Ma's Tomato Cilantro Red Lentil Dal
For a fast, nutritious, protein-packed meal, this dish is a good choice for a busy weeknight.
- 1 cup red lentils rinsed and cleaned
- 4 cups water
- 1/2 jalepeno use the whole jalepeno split in half lengthwise if you like it spicier; deseed it if you want to lessen the spice level
Foron / Tarka (Whole Spice-Infused Oil)
- 1 tsp oil (I recommend grapeseed or avocado oil, but you can use your favorite cooking oil)
- 1/2 tsp cumin seeds
- 1 medium tomato, diced
- 1/2 tsp tumeric powder
- 1/4 tsp chili powder (optional or adjust to taste)
- 1 handful cilantro (about 1/4 cup), chopped I use the stems too - they are full of flavor!
To prepare the lentils:
To wash the lentils, I put them into a 5 quart pot and cover the lentils with water. Then I swirl the lentils with my hand to wash them and discard the water through a fine strainer. Return the washed lentils to the pot, pour in 4 cups of water and bring to a boil.
Watch the lentils carefully because once they come to a rapid boil, it's easy for them to boil over and create a mess on your stovetop. This is why I like to use a big pot to cook dal.
Once the lentils have come to a boil, reduce the heat to medium and simmer lentils until they are soft (~ 15 min).

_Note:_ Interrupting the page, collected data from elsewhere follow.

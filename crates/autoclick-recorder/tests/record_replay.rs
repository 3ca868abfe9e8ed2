use autoclick_core::{FailSafe, Mouse, MouseButton, Point, Result, ScreenSize};
use autoclick_recorder::hook::{Input, InputHook, Observation};
use autoclick_recorder::{EventKind, Recorder, RecordingStorage, Replayer};
use crossbeam_channel::Sender;
use std::sync::{Arc, Mutex};
use std::time::Duration;

#[derive(Clone, Default)]
struct ScriptHook(Arc<Mutex<Option<Sender<Observation>>>>);

impl ScriptHook {
    fn emit(&self, input: Input) {
        if let Some(tx) = self.0.lock().unwrap().as_ref() {
            tx.send(Observation::now(input)).unwrap();
        }
    }
}

impl InputHook for ScriptHook {
    fn attach(&mut self, tx: Sender<Observation>) -> Result<()> {
        *self.0.lock().unwrap() = Some(tx);
        Ok(())
    }

    fn detach(&mut self) {
        *self.0.lock().unwrap() = None;
    }
}

#[derive(Default)]
struct LogMouse {
    pos: Option<Point>,
    actions: Vec<String>,
}

impl Mouse for LogMouse {
    fn position(&self) -> Result<Point> {
        Ok(self.pos.unwrap_or(Point::new(400, 300)))
    }

    fn screen_size(&self) -> Result<ScreenSize> {
        Ok(ScreenSize::new(800, 600))
    }

    fn move_to(&mut self, point: Point) -> Result<()> {
        self.pos = Some(point);
        self.actions.push(format!("move {} {}", point.x, point.y));
        Ok(())
    }

    fn click(&mut self, button: MouseButton) -> Result<()> {
        self.actions.push(format!("click {}", button));
        Ok(())
    }

    fn scroll(&mut self, dx: i32, dy: i32) -> Result<()> {
        self.actions.push(format!("scroll {} {}", dx, dy));
        Ok(())
    }
}

#[test]
fn record_store_load_replay() {
    let hook = ScriptHook::default();
    let mut recorder = Recorder::new(hook.clone());
    recorder.start().unwrap();
    hook.emit(Input::Move { x: 100.0, y: 120.0 });
    std::thread::sleep(Duration::from_millis(20));
    hook.emit(Input::Press { x: 100.0, y: 120.0, button: MouseButton::Left });
    std::thread::sleep(Duration::from_millis(20));
    hook.emit(Input::Wheel { x: 100.0, y: 120.0, dx: 0, dy: -2 });
    hook.emit(Input::Move { x: 300.0, y: 200.0 });
    let log = recorder.stop().unwrap();
    assert_eq!(log.len(), 4);

    let dir = tempfile::tempdir().unwrap();
    let storage = RecordingStorage::with_dir(dir.path()).unwrap();
    let path = storage.save(&log).unwrap();
    let loaded = RecordingStorage::load_file(&path).unwrap();
    assert_eq!(loaded.events(), log.events());
    assert_eq!(loaded.events()[1].kind, EventKind::Click { button: MouseButton::Left });

    let mut mouse = LogMouse::default();
    let stats = Replayer::new()
        .speed(4.0)
        .with_failsafe(FailSafe::default())
        .play(&loaded, &mut mouse)
        .unwrap();
    assert_eq!((stats.moves, stats.clicks, stats.scrolls), (2, 1, 1));
    assert_eq!(
        mouse.actions,
        vec![
            "move 100 120",
            "move 100 120",
            "click left",
            "move 100 120",
            "scroll 0 -2",
            "move 300 200",
        ]
    );
}

#[test]
fn skip_moves_replays_only_clicks_and_scrolls() {
    let hook = ScriptHook::default();
    let mut recorder = Recorder::new(hook.clone());
    recorder.start().unwrap();
    for i in 0..50 {
        hook.emit(Input::Move { x: 10.0 + i as f64, y: 10.0 });
    }
    hook.emit(Input::Press { x: 59.0, y: 10.0, button: MouseButton::Middle });
    let log = recorder.stop().unwrap();

    let mut mouse = LogMouse::default();
    let stats = Replayer::new()
        .skip_moves(true)
        .instant(true)
        .with_failsafe(FailSafe::disabled())
        .play(&log, &mut mouse)
        .unwrap();
    assert_eq!(stats.skipped, 50);
    assert_eq!(mouse.actions, vec!["move 59 10", "click middle"]);
}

While the lentils are simmering, this is a good time to dice your tomato and start making the "foron," the spice-infused oil made through tempering.
To make the foron/tarka:
Heat up a small pan (preferably one with a lid in case the spices start popping) with 1 tsp of cooking oil. You don't want the temperature to get too hot - the maximum it should reach is medium, so you don't burn your spices.
Pour 1/2 tsp whole cumin seeds into palm of one hand and firmly massage them with the thumb of your other hand to release the oils.

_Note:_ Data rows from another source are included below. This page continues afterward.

//! Screen geometry: pixel points, normalized points and search regions

use crate::error::{Error, Result};
use serde::{Deserialize, Serialize};
use std::fmt;
use std::str::FromStr;

/// Absolute pixel position on the screen
#[derive(Debug, Clone, Copy, PartialEq, Eq, Serialize, Deserialize)]
pub struct Point {
    pub x: i32,
    pub y: i32,
}

impl Point {
    pub const fn new(x: i32, y: i32) -> Self {
        Self { x, y }
    }
}

impl fmt::Display for Point {
    fn fmt(&self, f: &mut fmt::Formatter<'_>) -> fmt::Result {
        write!(f, "({}, {})", self.x, self.y)
    }
}

#[derive(Debug, Clone, Copy, PartialEq, Eq, Serialize, Deserialize)]
pub struct ScreenSize {
    pub width: u32,
    pub height: u32,
}

impl ScreenSize {
    pub const fn new(width: u32, height: u32) -> Self {
        Self { width, height }
    }
}

/// Position as a fraction of screen width/height, both in [0, 1]
#[derive(Debug, Clone, Copy, PartialEq, Serialize, Deserialize)]
pub struct NormalizedPoint {
    pub x: f64,
    pub y: f64,
}

impl NormalizedPoint {
    /// Clamps into [0, 1]; non-finite input is rejected
    pub fn new(x: f64, y: f64) -> Option<Self> {
        if !x.is_finite() || !y.is_finite() {
            return None;
        }
        Some(Self {
            x: x.clamp(0.0, 1.0),
            y: y.clamp(0.0, 1.0),
        })
    }

    pub fn from_pixels(x: f64, y: f64, size: ScreenSize) -> Option<Self> {
        if size.width == 0 || size.height == 0 {
            return None;
        }
        Self::new(x / size.width as f64, y / size.height as f64)
    }

    /// Denormalize against `size`, staying on screen
    pub fn to_pixels(self, size: ScreenSize) -> Point {
        let max_x = size.width.saturating_sub(1) as f64;
        let max_y = size.height.saturating_sub(1) as f64;
        Point {
            x: (self.x * size.width as f64).round().clamp(0.0, max_x) as i32,
            y: (self.y * size.height as f64).round().clamp(0.0, max_y) as i32,
        }
    }
}

/// Rectangle in full-screen coordinates
#[derive(Debug, Clone, Copy, PartialEq, Eq, Serialize, Deserialize)]
pub struct Region {
    pub x: u32,
    pub y: u32,
    pub width: u32,
    pub height: u32,
}

impl Region {
    pub const fn new(x: u32, y: u32, width: u32, height: u32) -> Self {
        Self { x, y, width, height }
    }

    pub fn full(width: u32, height: u32) -> Self {
        Self::new(0, 0, width, height)
    }

    pub fn contains(&self, x: f64, y: f64) -> bool {
        x >= self.x as f64
            && y >= self.y as f64
            && x < self.x as f64 + self.width as f64
            && y < self.y as f64 + self.height as f64
    }

    /// Intersection with a `width` x `height` image; `None` when empty
    pub fn clip(&self, width: u32, height: u32) -> Option<Region> {
        let x0 = self.x.min(width);
        let y0 = self.y.min(height);
        let x1 = self.x.saturating_add(self.width).min(width);
        let y1 = self.y.saturating_add(self.height).min(height);
        if x1 <= x0 || y1 <= y0 {
            return None;
        }
        Some(Region::new(x0, y0, x1 - x0, y1 - y0))
    }
}

impl fmt::Display for Region {
    fn fmt(&self, f: &mut fmt::Formatter<'_>) -> fmt::Result {
        write!(f, "{},{},{},{}", self.x, self.y, self.width, self.height)
    }
}

impl FromStr for Region {
    type Err = Error;

    /// Parses `x,y,width,height`
    fn from_str(s: &str) -> Result<Self> {
        let parts: Vec<&str> = s.split(',').map(str::trim).collect();
        if parts.len() != 4 {
            return Err(Error::invalid_query(format!(
                "Region must be in format x,y,width,height, got '{}'",
                s
            )));
        }
        let mut nums = [0u32; 4];
        for (slot, part) in nums.iter_mut().zip(&parts) {
            *slot = part.parse().map_err(|_| {
                Error::invalid_query(format!(
                    "Region component '{}' is not a non-negative integer",
                    part
                ))
            })?;
        }
        let [x, y, width, height] = nums;
        if width == 0 || height == 0 {
            return Err(Error::invalid_query("Region width and height must be positive"));
        }
        Ok(Region::new(x, y, width, height))
    }
}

Sprinkle the cumin into the heated oil - you should hear a little sizzle. If your spices start smoking, then your oil is too hot - remove the pan from the heat to cool the temperature down and return to heat once the temperature has calmed.
Also add in the cut jalepeno to the hot oil - this should sizzle too. I love seeing the skin start to blister a little. You will want to try to get all the surfaces of the jalepeno to touch the oil and release its fragrance.
Once you can start to smell the cumin release its aroma, it's time to put in the diced tomato. Here, the sizzle will be more intense, so keep a lid close by to shield from splattering in case it is needed. Stir the tomatoes into the cumin and let them cook down for 1-2 minutes.
Once the tomatoes soften, turn the heat off, sprinkle in the tumeric, and stir to mix well. (Turning off the heat before the tumeric helps ensure that it doesn't burn and become bitter.)
Once the lentils are softened (it's OK to boil them longer than 15 minutes). Use a wisk to break down the lentils. This thickens the overall consistency.
Carefully pour the tomato-cumin-jalepeno foron into the lentils and stir to combine. Let simmer for 1-2 more minutes to allow the flavors to come together. Turn off heat and add the cilantro.
Before serving, stir the dal. The lentils tend to sink when sitting idol. If the dal thickens over time, mix in hot water to desired consistency. Serve over rice, have as a stew/soup, or have with bread/naan/paratha. Enjoy!